Peter Hitchens’s The Rage Against God is a fascinating account of the world I grew up in—the postwar period in England when the old confidence in traditional authority, imperial power, morals and customs started to fall apart. I am a few years older than Hitchens and when I was at public (private) school, the old ways and beliefs seemed still strong. It was only a few of the more intellectual boys (like me) who were openly atheist. By his time, it seems the old confidence and authority of our elders and teachers was in steeper decline. Hitchens sees the ignominious debacle of the 1956 Anglo-French Suez adventure as a turning point. It shook the self-assurance of our island nation that was never defeated in war. It brought home the decline of empire and all that went with it, including the powerful navy from which Hitchens’s father was let go. The shocking public sex scandal at the highest levels of government known as the Profumo Affair (1963) provided evidence of the moral decay accompanying political decline.

So the ground was already prepared for the 1960s, with its unconstrained vision of how we could cast off all tradition, the collective wisdom and experience of past generations, and start from scratch without need of marriage, family, the capitalist state and economy, and especially the established Church of England. The C of E was associated with all things we wanted to overthrow—monarchy, tradition, conservatism (the established Church was sneered at as the Tory Party at prayer), and, of course, moral (especial sexual) restraint.

Hitchens describes well the utopian illusions of that period and their disastrous social consequences. It was a cultural and sexual revolution that was, among other things, a revolt of the young against the prospect of falling into the fate of their parents—an adult world not only of hollow forms and beliefs (if they were truly believed at all) but, materially, a world of suburbs, the paraphernalia of babies and the demands they make on one to be adult and responsible, confining and restraining the autonomous self. (No wonder baby boomer couples had so few children!)

Hitchens is justly harsh about this brave new world of adolescent pride and self-absorption, the sacrifice of the needs of children to the freedoms of adults (a prevalent theme motif of those who still are undermining our most child-friendly institution, marriage). His central topic, however, is militant atheism, the rage of atheists against God.

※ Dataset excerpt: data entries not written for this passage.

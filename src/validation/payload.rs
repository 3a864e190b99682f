//! Canonical signing payload
//!
//! Signers and verifiers must produce identical bytes for a transaction, so the
//! encoding is fixed here rather than derived from `Transaction`'s serde shape:
//! compact JSON, object keys in lexicographic order at every level (struct
//! fields below are declared in that order), hashes and addresses as lowercase
//! 0x-hex, amounts as shortest round-trip decimals with non-finite values as
//! `null`. Signatures are excluded. Changing any of this requires bumping
//! `FORMAT_VERSION`.

use crate::{Transaction, UtxoId};
use ethers::types::{Address, H256};
use ethers::utils::keccak256;
use serde::Serialize;

pub const FORMAT_VERSION: u32 = 1;

#[derive(Serialize)]
struct PayloadRef<'a> {
    format: u32,
    id: &'a H256,
    inputs: Vec<InputRef<'a>>,
    outputs: Vec<OutputRef<'a>>,
    timestamp: u64,
}

#[derive(Serialize)]
#[serde(rename_all = "camelCase")]
struct InputRef<'a> {
    owner: &'a Address,
    utxo_id: UtxoIdRef<'a>,
}

#[derive(Serialize)]
#[serde(rename_all = "camelCase")]
struct UtxoIdRef<'a> {
    output_index: u32,
    tx_id: &'a H256,
}

#[derive(Serialize)]
struct OutputRef<'a> {
    amount: f64,
    recipient: &'a Address,
}

impl<'a> From<&'a UtxoId> for UtxoIdRef<'a> {
    fn from(id: &'a UtxoId) -> Self {
        Self {
            output_index: id.output_index,
            tx_id: &id.tx_id,
        }
    }
}

/// Encoded message every input of a transaction signs
#[derive(Debug, Clone, PartialEq, Eq)]
pub struct CanonicalPayload {
    bytes: Vec<u8>,
}

impl CanonicalPayload {
    pub fn build(tx: &Transaction) -> Result<Self, serde_json::Error> {
        let payload = PayloadRef {
            format: FORMAT_VERSION,
            id: &tx.id,
            inputs: tx
                .inputs
                .iter()
                .map(|input| InputRef {
                    owner: &input.owner,
                    utxo_id: UtxoIdRef::from(&input.utxo_id),
                })
                .collect(),
            outputs: tx
                .outputs
                .iter()
                .map(|output| OutputRef {
                    amount: output.amount,
                    recipient: &output.recipient,
                })
                .collect(),
            timestamp: tx.timestamp,
        };

        Ok(Self {
            bytes: serde_json::to_vec(&payload)?,
        })
    }

    pub fn as_bytes(&self) -> &[u8] {
        &self.bytes
    }

    /// Keccak-256 of the payload, the hash actually signed
    pub fn digest(&self) -> H256 {
        H256::from(keccak256(&self.bytes))
    }
}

In Part 2 of the book, Hitchens takes on three arguments circulated by his brother Christopher and other “new atheists.” He shows how many conflicts fought in the name of religion are not about religion—for example, no-one in Northern Ireland believes that the Catholics and Protestants were fighting over religious differences about the Eucharist, the issue of “justification,” or anything of the sort. He also points to the much higher level of unrestrained violence perpetrated by atheist regimes, from the French revolution to the Bolsheviks, Mao’s China, Pol Pot’s Khmer Rouge, and so forth. He argues that a non-relativist morality that goes beyond the Golden Rule depends on an absolute power above human society that is not subject to change at a tyrant’s or totalitarian’s whim. And he takes on the argument that the atheist states like the former USSR are not really atheist but depend on religious cults like that of Stalin.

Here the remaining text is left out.